►
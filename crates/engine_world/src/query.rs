//! Query index: compiled presence predicates with live result sets.
//!
//! A [`CompiledQuery`] turns a [`QueryDescriptor`] into per-word `all`, `any`
//! and `none` masks and owns the [`SparseSet`] of entities that currently
//! satisfy it. The [`QueryIndex`] keeps those sets in step with the
//! [`EntityMaskTable`]: every attach or detach re-checks only the mutated
//! entity against the queries that mention the mutated bit.
//!
//! An entity matches when, for every word `w`:
//!
//! ```text
//! (bits[w] & all[w]) == all[w]  AND  (bits[w] & none[w]) == 0
//! ```
//!
//! and, if the query has any `any` bits at all, `(bits[w] & any[w]) != 0`
//! holds for at least one word.

use std::collections::{BTreeMap, HashMap};

use engine_component::{ComponentBit, ComponentTypeId, Entity, QueryDescriptor, SparseSet};
use serde::{Deserialize, Serialize};

use crate::bitmask::{ComponentRegistry, EntityMaskTable};

/// Identifies a query within one world.
#[derive(Debug, Clone, Copy, PartialEq, Eq, Hash, PartialOrd, Ord, Serialize, Deserialize)]
pub struct QueryId(pub u32);

impl std::fmt::Display for QueryId {
    fn fmt(&self, f: &mut std::fmt::Formatter<'_>) -> std::fmt::Result {
        write!(f, "Query({})", self.0)
    }
}

/// A descriptor compiled against one world's component bits.
#[derive(Debug, Clone)]
pub struct CompiledQuery {
    descriptor: QueryDescriptor,
    all: Vec<u64>,
    any: Vec<u64>,
    none: Vec<u64>,
    has_any: bool,
    entities: SparseSet,
    entered: Vec<Entity>,
    exited: Vec<Entity>,
}

impl CompiledQuery {
    /// Compiles `descriptor`. Every type it names must already be registered
    /// in `components`.
    #[must_use]
    pub fn compile(descriptor: QueryDescriptor, components: &ComponentRegistry) -> Self {
        let words = components.word_count();
        let fold = |types: &[ComponentTypeId]| {
            let mut masks = vec![0u64; words];
            for bit in types.iter().filter_map(|&ty| components.bit(ty)) {
                masks[bit.word] |= bit.mask;
            }
            masks
        };

        let all = fold(descriptor.required());
        let any = fold(descriptor.any_of());
        let none = fold(descriptor.excluded());
        let has_any = any.iter().any(|&m| m != 0);

        Self {
            descriptor,
            all,
            any,
            none,
            has_any,
            entities: SparseSet::new(),
            entered: Vec::new(),
            exited: Vec::new(),
        }
    }

    /// The descriptor this query was compiled from.
    #[must_use]
    pub fn descriptor(&self) -> &QueryDescriptor {
        &self.descriptor
    }

    /// Entities currently matching, in dense order.
    #[must_use]
    pub fn entities(&self) -> &[Entity] {
        self.entities.as_slice()
    }

    /// Returns `true` if `entity` is in the result set.
    #[must_use]
    pub fn contains(&self, entity: Entity) -> bool {
        self.entities.contains(entity)
    }

    /// Returns `true` if a freshly created entity with no components can
    /// match, so the query must be checked at creation time.
    #[must_use]
    pub fn is_exclusion_only(&self) -> bool {
        self.descriptor.is_exclusion_only()
    }

    /// Evaluates the predicate against the current bits of `entity`.
    ///
    /// The `any` term is satisfied by a hit in any single word, not by a hit
    /// in every word that carries `any` bits. A per-word check would turn
    /// `any {A, B}` into `all {A, B}` when A and B land in different words.
    #[must_use]
    pub fn matches(&self, masks: &EntityMaskTable, entity: Entity) -> bool {
        let mut any_hit = !self.has_any;
        for w in 0..self.all.len() {
            let bits = masks.word(w, entity);
            if bits & self.all[w] != self.all[w] || bits & self.none[w] != 0 {
                return false;
            }
            any_hit |= bits & self.any[w] != 0;
        }
        any_hit
    }

    /// Returns `true` if the predicate mentions `bit`.
    #[must_use]
    pub fn touches(&self, bit: ComponentBit) -> bool {
        bit.word < self.all.len()
            && (self.all[bit.word] | self.any[bit.word] | self.none[bit.word]) & bit.mask != 0
    }

    /// Re-evaluates `entity` and records an enter or exit transition.
    pub(crate) fn check(&mut self, masks: &EntityMaskTable, entity: Entity) {
        let matched = self.matches(masks, entity);
        if matched {
            if self.entities.insert(entity) {
                self.entered.push(entity);
            }
        } else if self.entities.remove(entity) {
            self.exited.push(entity);
        }
    }

    /// Adds `entity` without recording a transition. Used for the initial
    /// population of a new query.
    pub(crate) fn seed(&mut self, masks: &EntityMaskTable, entity: Entity) {
        if self.matches(masks, entity) {
            self.entities.insert(entity);
        }
    }

    /// Drops `entity` regardless of its bits. Returns `true` if it was a
    /// member.
    pub(crate) fn evict(&mut self, entity: Entity) -> bool {
        if self.entities.remove(entity) {
            self.exited.push(entity);
            return true;
        }
        false
    }

    /// Takes the entities that started matching since the last drain.
    pub fn drain_entered(&mut self) -> Vec<Entity> {
        std::mem::take(&mut self.entered)
    }

    /// Takes the entities that stopped matching since the last drain.
    pub fn drain_exited(&mut self) -> Vec<Entity> {
        std::mem::take(&mut self.exited)
    }
}

/// All queries registered in one world.
#[derive(Debug, Clone, Default)]
pub struct QueryIndex {
    queries: BTreeMap<QueryId, CompiledQuery>,
    by_descriptor: HashMap<QueryDescriptor, QueryId>,
    next_id: u32,
}

impl QueryIndex {
    /// Create an empty index.
    #[must_use]
    pub fn new() -> Self {
        Self::default()
    }

    /// The id of an already registered descriptor.
    #[must_use]
    pub fn find(&self, descriptor: &QueryDescriptor) -> Option<QueryId> {
        self.by_descriptor.get(descriptor).copied()
    }

    /// Registers a compiled query under a fresh id.
    pub fn insert(&mut self, query: CompiledQuery) -> QueryId {
        let id = QueryId(self.next_id);
        self.next_id += 1;
        self.by_descriptor.insert(query.descriptor.clone(), id);
        self.queries.insert(id, query);
        id
    }

    /// Unregisters a query.
    pub fn remove(&mut self, id: QueryId) -> Option<CompiledQuery> {
        let query = self.queries.remove(&id)?;
        self.by_descriptor.remove(&query.descriptor);
        Some(query)
    }

    /// Returns a registered query.
    #[must_use]
    pub fn get(&self, id: QueryId) -> Option<&CompiledQuery> {
        self.queries.get(&id)
    }

    /// Returns a registered query mutably.
    pub fn get_mut(&mut self, id: QueryId) -> Option<&mut CompiledQuery> {
        self.queries.get_mut(&id)
    }

    /// Number of registered queries.
    #[must_use]
    pub fn len(&self) -> usize {
        self.queries.len()
    }

    /// Returns `true` if no query is registered.
    #[must_use]
    pub fn is_empty(&self) -> bool {
        self.queries.is_empty()
    }

    /// Classifies a newly created entity against exclusion-only queries.
    pub(crate) fn on_spawn(&mut self, masks: &EntityMaskTable, entity: Entity) {
        for query in self.queries.values_mut() {
            if query.is_exclusion_only() {
                query.check(masks, entity);
            }
        }
    }

    /// Re-checks `entity` against every query that mentions `bit`.
    pub(crate) fn on_change(&mut self, masks: &EntityMaskTable, bit: ComponentBit, entity: Entity) {
        for query in self.queries.values_mut() {
            if query.touches(bit) {
                query.check(masks, entity);
            }
        }
    }

    /// Removes `entity` from every query, whatever its bits say.
    pub(crate) fn evict_all(&mut self, entity: Entity) {
        for query in self.queries.values_mut() {
            query.evict(entity);
        }
    }
}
◄
Return exactly, please, the lines of the material from the first one down to and including the line where "let mut masks" appears.

filename crates/engine_world/src/query.rs
//! Query index: compiled presence predicates with live result sets.
//!
//! A [`CompiledQuery`] turns a [`QueryDescriptor`] into per-word `all`, `any`
//! and `none` masks and owns the [`SparseSet`] of entities that currently
//! satisfy it. The [`QueryIndex`] keeps those sets in step with the
//! [`EntityMaskTable`]: every attach or detach re-checks only the mutated
//! entity against the queries that mention the mutated bit.
//!
//! An entity matches when, for every word `w`:
//!
//! ```text
//! (bits[w] & all[w]) == all[w]  AND  (bits[w] & none[w]) == 0
//! ```
//!
//! and, if the query has any `any` bits at all, `(bits[w] & any[w]) != 0`
//! holds for at least one word.

use std::collections::{BTreeMap, HashMap};

use engine_component::{ComponentBit, ComponentTypeId, Entity, QueryDescriptor, SparseSet};
use serde::{Deserialize, Serialize};

use crate::bitmask::{ComponentRegistry, EntityMaskTable};

/// Identifies a query within one world.
#[derive(Debug, Clone, Copy, PartialEq, Eq, Hash, PartialOrd, Ord, Serialize, Deserialize)]
pub struct QueryId(pub u32);

impl std::fmt::Display for QueryId {
    fn fmt(&self, f: &mut std::fmt::Formatter<'_>) -> std::fmt::Result {
        write!(f, "Query({})", self.0)
    }
}

/// A descriptor compiled against one world's component bits.
#[derive(Debug, Clone)]
pub struct CompiledQuery {
    descriptor: QueryDescriptor,
    all: Vec<u64>,
    any: Vec<u64>,
    none: Vec<u64>,
    has_any: bool,
    entities: SparseSet,
    entered: Vec<Entity>,
    exited: Vec<Entity>,
}

impl CompiledQuery {
    /// Compiles `descriptor`. Every type it names must already be registered
    /// in `components`.
    #[must_use]
    pub fn compile(descriptor: QueryDescriptor, components: &ComponentRegistry) -> Self {
        let words = components.word_count();
        let fold = |types: &[ComponentTypeId]| {
            let mut masks = vec![0u64; words];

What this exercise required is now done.